How do solar cells work?
Solar cells convert light energy into electrical energy either indirectly (by first converting it into heat) or through a direct process known as the
photovoltaic effect.
The most common types of solar cells are based on the photovoltaic effect. This happens when light falls on a two-layer semiconductor material
and results in a potential difference, or voltage, between the two layers. The voltage produced in the cell is capable of driving a current through
an external electrical circuit that can be utilised to power electrical devices. Solar cells are usually made from silicon, which is treated to release
electrons-thereby generating an electric current-when light strikes it. Solar cell production increased by 50% in 2007, to 3,800 megawatts, and
has been doubling every two years.
What materials are used to produce solar cells?
The most important material for solar cells production is silicon. At the time being, it is almost the only material used for solar cell mass
production.
Gallium Arsenide (GaAs)-GaAs is used for production of high-efficiency solar cells. It is often utilised in concentrated PV systems and space
applications. Their efficiency is up to 25%, and up to 28% at concentrated solar radiation. Special types have efficiency over 30%.
Cadmium Telluride (CdTe)-Thin-film material produced by deposition or by sputtering is a promising low-cost foundation for photovoltaic
applications in the future.
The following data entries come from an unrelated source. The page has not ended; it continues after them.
use crate::st_client::StClientTrait;
use crate::st_model::{
    Agent, MarketData, NavStatus, PurchaseShipResponse, PurchaseTradeGoodResponse, SellTradeGoodResponse, Ship, ShipType, TradeGoodSymbol, WaypointSymbol,
};
use anyhow::{Context, Result};
use std::fmt;
use std::ops::{Deref, DerefMut};
use std::sync::Arc;

/// A fleet unit plus the client to act on it.
/// Every action mirrors the server's answer into the local copy of the ship.
#[derive(Clone)]
pub struct ShipOperations {
    pub ship: Ship,
    client: Arc<dyn StClientTrait>,
}

impl fmt::Debug for ShipOperations {
    fn fmt(&self, f: &mut fmt::Formatter<'_>) -> fmt::Result {
        f.debug_struct("ShipOperations").field("ship", &self.ship).finish()
    }
}

impl ShipOperations {
    pub fn new(ship: Ship, client: Arc<dyn StClientTrait>) -> Self {
        ShipOperations { ship, client }
    }

    pub fn is_in_transit(&self) -> bool {
        self.nav.status == NavStatus::InTransit
    }

    pub fn is_docked(&self) -> bool {
        self.nav.status == NavStatus::Docked
    }

    pub fn current_location(&self) -> &WaypointSymbol {
        &self.nav.waypoint_symbol
    }

    pub fn is_at(&self, waypoint_symbol: &WaypointSymbol) -> bool {
        &self.nav.waypoint_symbol == waypoint_symbol && !self.is_in_transit()
    }

    pub async fn dock(&mut self) -> Result<()> {
        let response = self
            .client
            .dock_ship(self.ship.symbol.clone())
            .await
            .with_context(|| format!("dock {}", self.ship.symbol))?;
        self.nav = response.data.nav;
        Ok(())
    }

    pub async fn orbit(&mut self) -> Result<()> {
        let response = self
            .client
            .orbit_ship(self.ship.symbol.clone())
            .await
            .with_context(|| format!("orbit {}", self.ship.symbol))?;
        self.nav = response.data.nav;
        Ok(())
    }

    pub async fn dock_if_needed(&mut self) -> Result<()> {
        if self.is_docked() {
            Ok(())
        } else {
            self.dock().await
        }
    }

    pub async fn orbit_if_needed(&mut self) -> Result<()> {
        if self.is_docked() {
            self.orbit().await
        } else {
            Ok(())
        }
    }

    pub async fn navigate(&mut self, to: &WaypointSymbol) -> Result<()> {
        let response = self
            .client
            .navigate(self.ship.symbol.clone(), to.clone())
            .await
            .with_context(|| format!("navigate {} to {}", self.ship.symbol, to))?;
        self.nav = response.data.nav;
        self.fuel = response.data.fuel;
        Ok(())
    }

    pub async fn get_market(&self) -> Result<MarketData> {
        let response = self
            .client
            .get_marketplace(self.nav.waypoint_symbol.clone())
            .await
            .with_context(|| format!("get market at {} for {}", self.nav.waypoint_symbol, self.ship.symbol))?;
        Ok(response.data)
    }

    /// Fills the tank. Returns the agent as reported after paying, or `None` if the tank was already full.
    pub async fn refuel(&mut self) -> Result<Option<Agent>> {
        let amount = self.fuel.missing();
        if amount == 0 {
            return Ok(None);
        }

        let response = self
            .client
            .refuel(self.ship.symbol.clone(), amount, false)
            .await
            .with_context(|| format!("refuel {} by {} units", self.ship.symbol, amount))?;
        self.fuel = response.data.fuel;
        Ok(Some(response.data.agent))
    }

    pub async fn purchase_trade_good(&mut self, quantity: u32, trade_good: TradeGoodSymbol) -> Result<PurchaseTradeGoodResponse> {
        let response = self
            .client
            .purchase_trade_good(self.ship.symbol.clone(), quantity, trade_good.clone())
            .await
            .with_context(|| format!("purchase {} units of {} with {}", quantity, trade_good, self.ship.symbol))?;
        self.cargo = response.data.cargo.clone();
        Ok(response)
    }

    pub async fn sell_trade_good(&mut self, quantity: u32, trade_good: TradeGoodSymbol) -> Result<SellTradeGoodResponse> {
        let response = self
            .client
            .sell_trade_good(self.ship.symbol.clone(), quantity, trade_good.clone())
            .await
            .with_context(|| format!("sell {} units of {} with {}", quantity, trade_good, self.ship.symbol))?;
        self.cargo = response.data.cargo.clone();
        Ok(response)
    }

    pub async fn purchase_ship(&self, ship_type: &ShipType, waypoint_symbol: &WaypointSymbol) -> Result<PurchaseShipResponse> {
        self.client
            .purchase_ship(ship_type.clone(), waypoint_symbol.clone())
            .await
            .with_context(|| format!("purchase {} at {}", ship_type, waypoint_symbol))
    }
}

impl Deref for ShipOperations {
    type Target = Ship;

    fn deref(&self) -> &Self::Target {
        &self.ship
    }
}

impl DerefMut for ShipOperations {
    fn deref_mut(&mut self) -> &mut Self::Target {
        &mut self.ship
    }
}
Lab solar cells' efficiency is up to 16%, while efficiency in the commercial types is up to 8%.
Copper-Indium-dieseline (CuInSe2 or CIS)-Thin-film material has an efficiency of up to 17%. The material is promising, yet not widely used
due to production-specific procedures.
Structure of a Solar Cell
A typical solar cell is a multi-layered material, comprising:
A cover layer of clear glass that provides outer protection from the elements.
Transparent adhesive that holds the glass to the solar cell.
An anti-reflective coating that is designed to maximise energy absorption by
preventing the light that strikes the cell from bouncing off.
Front contact that transmits the electric current.
A thin N-type semiconductor layer made of silicon, doped with phosphorous.
A second thin P-type semiconductor layer of silicon, doped with boron.
A back contact that transmits the electric current.
What are the technologies used to make solar cells?
Thanks to extensive research, many types of solar cells are now available. And new and different approaches-permitting a trade-off between
lower manufacturing costs versus lower efficiency in converting sunlight to electricity-have it possible to reduce the costs of production.
There are three basic types of solar cell. Mono crystalline cells are cut from a single large crystal of silicon whilst polycrystalline cells are made
from a number of crystals. The third type is the amorphous solar cell.
Mono crystalline Silicon
This type of solar cell uses a single layer of silicon for the semi-conductor. In order to produce this type of silicon it must be extremely purewhich
means it is the most expensive type of solar cell to produce.
Polycrystalline Silicon
To make polycrystalline silicon cells, liquid silicon is poured into blocks that are subsequently sawed into plates. This type of approach produces
some degree of degradation of the silicon crystals, which makes them less efficient. However, this type of approach makes manufacture easier
and cheaper.
Amorphous (Thin-Film) Silicon
This type of solar cell uses layers of semiconductor that are only a few micrometers thick (about 1/100th the thickness of a human hair). While
this lowers the material cost, it makes it less efficient than the other types of silicon. However, because it is so thin, this type of cell has the
advantage that it can be placed on a wide variety of flexible materials in order to make things like solar shingles or roof tiles.
The manufacturing process for amorphous silicon photovoltaic modules is a third-generation technology based upon a highly successful and
field-proven large batch approach to amorphous silicon deposition.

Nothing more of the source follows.